Nonetheless AES-256 is being widely deployed since it conveniently lies at the intersection of good marketing and pragmatic security. In upgrading from AES-128 to AES-256 vendors can legitimately claim that their products use maximum strength cryptography, and key lengths can be doubled (thus squaring the effort for brute force attacks) for a modest 40% performance hit.
Perhaps this reasoning prevailed at Adobe when they recently upgraded their document encryption scheme from AES-128 in v8 to AES-256 in v9. However Adobe later had to announce that v9 in fact offers less security against brute force attacks as compared to v8. What went wrong? They forgot about the spin.
The Spin Factor
A well-known standard for converting passwords (or in fact arbitrary bit strings) into cryptographic keys is the password-based cryptography standard PKCS #5 from RSA. PKCS #5 has been stable at version 2 for almost 10 years now, and has also been published as RFC 2898. PKCS #5 defines a generic PBKDF (Password-Based Key Derivation Function) to produce a cryptographic key from a password or passphrase
Key = PBKDF( salt, password, iteration count)
PBKDF takes the bit string and salt value, and repeatedly applies a pseudo-random function, such as a hash function, to produce the cryptographic key.
The number of applications of the hash function is called the iteration count. Both the salt and the iteration count have been introduced to thwart exhaustive attacks. The salt increases the space required to store a table of pre-computed password/key pairs, while the iteration counts increases the cost of computing a single password guess. PKCS #5 recommends that the iteration count be at least 1,000. Additional operations inserted to slow down performance for security reasons are also called spin.
Too Little Spin
Let's get back to Adobe with these ideas in mind. In Adobe v8, 50 calls to the MD4 hash function were required as well as 20 calls to RC4 to perform a single password guess. This limited the password guess rate to about 50,000 trials/second on a modern Intel processor. However in v9 the PBKDF computation was replaced by a single call to SHA-256, which according to ElcomSoft, allows a highly optimised attacker to undertake over 73 million trials/second. Attackers can brute force their way through the password space 1500 times faster in v9 than in v8.
Adobe has said that the intention of the changes from v8 to v9 were to make encrypted documents open faster, which they certainly achieved as compared to v8. But in this case security can only decrease when encryption key lengths are increased but are still bootstrapped off the same password base.
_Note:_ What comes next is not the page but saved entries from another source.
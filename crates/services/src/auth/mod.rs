//! Identity provider contract and adapters.
//!
//! The rest of the crate only ever sees `AuthUser`; talking to the identity
//! backend is confined to implementations of `AuthGateway`.

mod identity_toolkit;
mod local;

use std::fmt;

use assess_core::model::UserId;
use async_trait::async_trait;
use tokio::sync::watch;

use crate::error::AuthError;

pub use identity_toolkit::{IdentityToolkitConfig, IdentityToolkitGateway};
pub use local::{LocalAuthGateway, MIN_PASSWORD_LEN};

/// A signed-in user as seen by the engine.
#[derive(Debug, Clone, PartialEq, Eq)]
pub struct AuthUser {
    pub id: UserId,
    pub email: String,
}

/// Email + password pair. The password is kept out of `Debug` output.
#[derive(Clone)]
pub struct Credentials {
    pub email: String,
    pub password: String,
}

impl Credentials {
    #[must_use]
    pub fn new(email: impl Into<String>, password: impl Into<String>) -> Self {
        Self {
            email: email.into(),
            password: password.into(),
        }
    }
}

impl fmt::Debug for Credentials {
    fn fmt(&self, f: &mut fmt::Formatter<'_>) -> fmt::Result {
        f.debug_struct("Credentials")
            .field("email", &self.email)
            .field("password", &"<redacted>")
            .finish()
    }
}

/// Whether a credential exchange logs in or registers. Chosen by the user,
/// never inferred from the credentials.
#[derive(Debug, Clone, Copy, PartialEq, Eq, Default)]
pub enum AuthMode {
    #[default]
    SignIn,
    Register,
}

#[async_trait]
pub trait AuthGateway: Send + Sync {
    /// Log in with an existing account.
    ///
    /// # Errors
    ///
    /// `AuthError::InvalidCredentials` for an unknown email or wrong password,
    /// `AuthError::Network` when the backend cannot be reached.
    async fn sign_in(&self, credentials: &Credentials) -> Result<AuthUser, AuthError>;

    /// Create an account and log in with it.
    ///
    /// # Errors
    ///
    /// `AuthError::AccountExists`, `AuthError::WeakCredential`,
    /// `AuthError::InvalidEmail`, or `AuthError::Network`.
    async fn sign_up(&self, credentials: &Credentials) -> Result<AuthUser, AuthError>;

    /// Drop the current identity.
    ///
    /// # Errors
    ///
    /// `AuthError::Network` if the backend could not be told. The local
    /// identity is cleared regardless.
    async fn sign_out(&self) -> Result<(), AuthError>;

    fn current_user(&self) -> Option<AuthUser>;

    /// Observe sign-in / sign-out changes.
    fn subscribe(&self) -> watch::Receiver<Option<AuthUser>>;
}

/// Holder for the signed-in user shared by the gateway implementations.
pub(crate) struct CurrentUser {
    tx: watch::Sender<Option<AuthUser>>,
}

impl CurrentUser {
    pub(crate) fn new() -> Self {
        let (tx, _rx) = watch::channel(None);
        Self { tx }
    }

    pub(crate) fn set(&self, user: Option<AuthUser>) {
        self.tx.send_replace(user);
    }

    pub(crate) fn get(&self) -> Option<AuthUser> {
        self.tx.borrow().clone()
    }

    pub(crate) fn subscribe(&self) -> watch::Receiver<Option<AuthUser>> {
        self.tx.subscribe()
    }
}

/// Trim and lower-case an address so lookups are case-insensitive.
pub(crate) fn normalize_email(raw: &str) -> String {
    raw.trim().to_lowercase()
}

pub(crate) fn is_plausible_email(email: &str) -> bool {
    match email.split_once('@') {
        Some((local, domain)) => {
            !local.is_empty() && !domain.is_empty() && !domain.contains('@') && !email.contains(' ')
        }
        None => false,
    }
}

#[cfg(test)]
mod tests {
    use super::*;

    #[test]
    fn credentials_debug_hides_password() {
        let creds = Credentials::new("a@b.c", "hunter22");
        let shown = format!("{creds:?}");
        assert!(shown.contains("a@b.c"));
        assert!(!shown.contains("hunter22"));
    }

    #[test]
    fn email_normalization_and_shape() {
        assert_eq!(normalize_email("  Ann@Example.COM "), "ann@example.com");
        assert!(is_plausible_email("ann@example.com"));
        assert!(!is_plausible_email("ann.example.com"));
        assert!(!is_plausible_email("@example.com"));
        assert!(!is_plausible_email("ann@"));
        assert!(!is_plausible_email("a b@example.com"));
    }

    #[tokio::test]
    async fn current_user_notifies_subscribers() {
        let current = CurrentUser::new();
        let mut rx = current.subscribe();
        let user = AuthUser {
            id: UserId::new("u1"),
            email: "a@b.c".into(),
        };

        current.set(Some(user.clone()));
        rx.changed().await.unwrap();
        assert_eq!(rx.borrow().clone(), Some(user));

        current.set(None);
        rx.changed().await.unwrap();
        assert!(rx.borrow().is_none());
        assert!(current.get().is_none());
    }
}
To their credit, Adobe increased the length of passwords from 32 Roman characters in v8 to a massive 127 Unicode characters in v9, so it would be possible to select a password as secure as an AES-256 key. Even so, for higher-assurance applications, Adobe continues to recommend using PKI-based encryption or Adobe LiveCycle Rights Management encryption.
David LeBlanc, a well-known security professional and author, recently described Microsoft's new agile encryption to be supported in Office 2007 SP2. The Microsoft standard is based on PKCS #5 and allows for a spin of up to 10 million iterations and a salt of length 64,000. LeBlanc states that brute-forcing passwords is a real threat, so it is a necessary evil to artificially inflate the work factor of performing password trials. In other words he's a fan of spin when required.
There was more than a hint of Schadenfruende when LeBlanc stated that their new method using a spin of 50,000 was over 15,000 times "slower" than Adobe v9. To be fair, LeBlanc also provides a link to another post from July where he reviewed Microsoft's spotty Office encryption history. It's quite unpleasant reading actually, and Leblanc went as far as saying that
As of Office 2007, we do warn you that the encryption we do on the binary documents is weak. Most of the time, it's so weak that it will only act as a mild deterrent. In some cases, we missed encrypting things entirely (which is actually called out in a KB article some time ago).
My advice is that if you must encrypt a binary document, use a 3rd party tool to do it.
The line break and italics were added by me. The default encryption in Office 2007 is 40-bit RC4 and is only being corrected with the new standard available in Office 2007 SP2. Keep that in mind when using MS encryption before SP2.
If password policies are not made more complex when moving from AES-128 to AES-256 then this upgrade only brings marketing advantages but not security advantages. Deriving or bootstrapping AES keys from passwords is really an exercise in self-deception, especially when considering 256-bit keys. The discrepancy between the low entropy of passwords and the astronomical keyspace of AES-256 simply cannot be reconciled.
Adding spin to password-based computations is a workaround to the unpleasant fact that human habits and memory are vastly outmoded in today's IT environment. Everything is getting faster, better and cheaper - except us. Passwords remain the most toxic asset on the security balance sheet, but don't expect a bailout any time soon.